Frattanto, il percorso artistico personale di Man Ray continuava: avvalendosi di un’aeropenna, un normale strumento di ritocco adoperato dai grafici, iniziò a realizzare aerografie. Inoltre, assieme a Duchamp, fondò la branca americana del Dadaismo; tuttavia, l’iniziativa non andò a buon fine.
Dopo la pubblicazione di un unico numero della rivista dedicata, “New York Dada“, i due si arresero e decisero di recarsi a Parigi, dove Duchamp presentò Man Ray i più influenti artisti dell’epoca, tra cui lo scrittore Philippe Soupault, il quale mostrò interesse per il talento di Man Ray e gli permise di esporre nella propria libreria la sua prima mostra, in cui l’artista americano espose anche “Cadeau“, una delle sue più celebri opere- un ferro da stiro in ghisa sul cui fondo l’artista aveva apposto dei chiodi.
È per la fotografia, però, che ricordiamo maggiormente Man Ray.
Il suo avvicinamento a questa forma espressiva, però, fu inizialmente del tutto casuale: infatti, egli acquistò la sua prima macchina fotografica per fotografare i suoi disegni e le sue creazioni grafiche. Fu durante il soggiorno in Francia che l’artista cominciò ad esser noto per le sue abilità di fotografo, divenendo celebre soprattutto come ritrattista. Tra i tanti artisti che posarono per lui, ci furono anche Jean Cocteau e James Joyce.
Nel 1922, ancora una volta casualmente, scoprì le cosiddette “rayographs“. Con questo nome, l’artista faceva riferimento ad immagini ottenuto appoggiando direttamente l’oggetto da fotografare sopra la carta fotografica. Il risultato finale era quello di un oggetto deformato, che spiccava fortemente su fondo nero, come se fosse sopraelevato rispetto ad esso. Inoltre, adoperò per primo in maniera sistematica la tecnica della solarizzazione (attraverso cui era possibile ottenere, sulle vecchie pellicole, un’inversione tonale).
Quando, nel 1924, viene ufficialmente fondato il Surrealismo, Man Ray diviene il suo primo esponente dedito alla fotografia e, come tale, partecipò, nell’anno successivo, alla prima mostra surrealista, cui partecipò anche Picasso.
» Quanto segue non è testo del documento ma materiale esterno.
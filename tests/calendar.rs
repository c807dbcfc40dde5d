use common::factory::{self, *};
use entities::{
    calendar_event::{EVENT_MEETING, EVENT_PAYMENT, EVENT_PROJECT, EVENT_TASK},
    tag,
    user::{ROLE_ADMIN, ROLE_TEAM_MEMBER},
};
use store_adapters::Snapshot;
use use_cases::{calendar::list_visible_events, permissions::StoredUser, UseCaseError};

use crate::utils::TempStore;

fn categories(events: &[entities::calendar_event::Model]) -> Vec<&str> {
    events.iter().map(|e| e.event_type.as_str()).collect()
}

#[test]
fn accountant_sees_payments_but_not_projects() -> Result<(), UseCaseError> {
    let muhasebeadmin = factory::tag(tag::MUHASEBEADMIN);
    let accountant = factory::user()
        .role(ROLE_TEAM_MEMBER)
        .with_tag(&muhasebeadmin);
    let earlier = chrono::DateTime::parse_from_rfc3339("2025-03-10T09:00:00+03:00").unwrap();
    let later = chrono::DateTime::parse_from_rfc3339("2025-03-11T09:00:00+03:00").unwrap();
    let snapshot = Snapshot {
        users: vec![accountant.clone()],
        tags: vec![muhasebeadmin],
        calendar_events: vec![
            factory::calendar_event(accountant.id, EVENT_PAYMENT).start_date(later),
            factory::calendar_event(accountant.id, EVENT_PROJECT).start_date(earlier),
            factory::calendar_event(accountant.id, EVENT_TASK).start_date(earlier),
        ],
        ..Default::default()
    };
    let temp = TempStore::new(&snapshot).unwrap();
    let store = temp.open().unwrap();

    let events = list_visible_events(&StoredUser::new(accountant, store))?;

    assert_eq!(categories(&events), vec![EVENT_TASK, EVENT_PAYMENT]);
    Ok(())
}

#[test]
fn admin_without_tags_sees_projects_but_not_payments() -> Result<(), UseCaseError> {
    let admin = factory::user().role(ROLE_ADMIN);
    let snapshot = Snapshot {
        users: vec![admin.clone()],
        calendar_events: vec![
            factory::calendar_event(admin.id, EVENT_PAYMENT),
            factory::calendar_event(admin.id, EVENT_PROJECT),
            factory::calendar_event(admin.id, EVENT_MEETING).is_visible(false),
            factory::calendar_event(admin.id, "custom"),
        ],
        ..Default::default()
    };
    let temp = TempStore::new(&snapshot).unwrap();
    let store = temp.open().unwrap();

    let events = list_visible_events(&StoredUser::new(admin, store))?;

    let mut seen = categories(&events);
    seen.sort();
    assert_eq!(seen, vec!["custom", EVENT_PROJECT]);
    Ok(())
}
Nel frattempo, la fotografia era diventata per lui anche un lavoro: iniziò, infatti, a scattare anche per Vogue.
In questo periodo l’artista ebbe anche varie relazioni: una, piuttosto turbolenta, durata sei anni, con l’attrice Alice Prin, nota anche come Kiki de Montparnasse (che spesso posava per lui); con Lee Miller, anch’ella statunitense, sua amante ed assistente fotografica. Quest’ultima, oltre che posare per lui, talvolta lo sostituiva dietro la macchina fotografica, affinché lui si dedicasse alla pittura; questo, talvolta, rende difficile definire l’attribuzione di alcune opere.
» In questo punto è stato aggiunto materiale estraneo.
use core::fmt;
use std::sync::Arc;

pub mod calendar_event_adapter;
pub mod notification_adapter;
pub mod project_adapter;
pub mod store;
pub mod tag_adapter;
pub mod task_adapter;
pub mod user_adapter;

pub use store::{Snapshot, Store};

#[derive(Debug, PartialEq)]
pub enum StoreErr {
    Io(String),
    Parse(String),
    Poisoned,
}

impl fmt::Display for StoreErr {
    fn fmt(&self, f: &mut fmt::Formatter<'_>) -> fmt::Result {
        match self {
            StoreErr::Io(e) => write!(f, "Io: {}", e),
            StoreErr::Parse(e) => write!(f, "Parse: {}", e),
            StoreErr::Poisoned => write!(f, "Poisoned"),
        }
    }
}

impl std::error::Error for StoreErr {}

type Predicate<M> = Arc<dyn Fn(&M) -> bool + Send + Sync>;

/// Accumulated filters of an adapter, evaluated against the snapshot when a
/// query method runs.
pub struct Select<M> {
    predicates: Vec<Predicate<M>>,
}

impl<M> Select<M> {
    pub fn new() -> Self {
        Self { predicates: vec![] }
    }

    pub fn filter(mut self, predicate: impl Fn(&M) -> bool + Send + Sync + 'static) -> Self {
        self.predicates.push(Arc::new(predicate));
        self
    }

    pub fn matches(&self, model: &M) -> bool {
        self.predicates.iter().all(|predicate| predicate(model))
    }
}

impl<M> Default for Select<M> {
    fn default() -> Self {
        Self::new()
    }
}

impl<M> Clone for Select<M> {
    fn clone(&self) -> Self {
        Self {
            predicates: self.predicates.clone(),
        }
    }
}
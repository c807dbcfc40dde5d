use std::env;

use crate::settings::types::{
    ApplicationSettings, Environment, ScheduleSettings, Settings, StoreSettings,
};

pub mod types;

pub fn get_settings(env_file_name: &str) -> Result<Settings, String> {
    dotenvy::from_filename(env_file_name)
        .map_err(|e| format!("Failed to fetch env file: {}", e.to_string()))?;

    match Environment::try_from(env::var("APP_ENVIRONMENT").unwrap_or_else(|_| "production".into()))
    {
        Ok(env) => match env {
            Environment::Testing => get_development_settings(),
            Environment::Development => get_development_settings(),
            Environment::Production => get_production_settings(),
        },
        Err(e) => return Err(format!("Failed to parse APP_ENVIRONMENT: {}", e)),
    }
}

fn get_development_settings() -> Result<Settings, String> {
    let b = Settings::base_settings();
    merge_env(Settings { debug: true, ..b })
}

fn get_production_settings() -> Result<Settings, String> {
    let b = Settings::base_settings();
    merge_env(Settings {
        application: ApplicationSettings {
            log_directory: "/var/log/pm_tracker".to_string(),
            ..b.application
        },
        debug: false,
        ..b
    })
}

fn merge_env(s: Settings) -> Result<Settings, String> {
    let settings = Settings {
        application: ApplicationSettings {
            max_log_files: match env::var("MAX_LOG_FILES") {
                Ok(max) => max.parse::<usize>().map_err(|e| e.to_string())?,
                Err(_) => s.application.max_log_files,
            },
            log_directory: env::var("APP_LOG_DIRECTORY").unwrap_or(s.application.log_directory),
        },
        debug: match env::var("APP_DEBUG") {
            Ok(debug) => &debug == "true",
            Err(_) => s.debug,
        },
        schedule: ScheduleSettings {
            time_zone: env::var("APP_TIME_ZONE").unwrap_or(s.schedule.time_zone),
            deadline_check_time: env::var("APP_DEADLINE_CHECK_TIME")
                .unwrap_or(s.schedule.deadline_check_time),
            approaching_deadline_days: match env::var("APP_APPROACHING_DEADLINE_DAYS") {
                Ok(days) => days.parse::<i64>().map_err(|e| e.to_string())?,
                Err(_) => s.schedule.approaching_deadline_days,
            },
        },
        store: StoreSettings {
            data_file: env::var("APP_DATA_FILE").unwrap_or(s.store.data_file),
        },
    };

    // Fail at startup rather than at 09:00.
    settings.schedule.utc_offset()?;
    settings.schedule.check_time()?;
    Ok(settings)
}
Con lo scoppio della seconda guerra mondiale, in considerazione delle sue origine ebraiche, Man Ray decise di tornare negli USA, dove si dedicò alla realizzazione di collage composti da dipinti e fotografie. Finito il conflitto mondiale, tornò nuovamente a Parigi, dove morì nel 1976. Sulla sua tomba, presso il cimitero di Montparnasse– luogo che egli considerava la sua casa– c’è scritto: “Non curante, ma non indifferente”.
Una mostra a lui dedicata, dal titolo “Man Ray- L’uomo infinito”, è attualmente in corso presso il castello di Conversano, in provincia di Bari, dove rimarrà aperta fino al 19 novembre.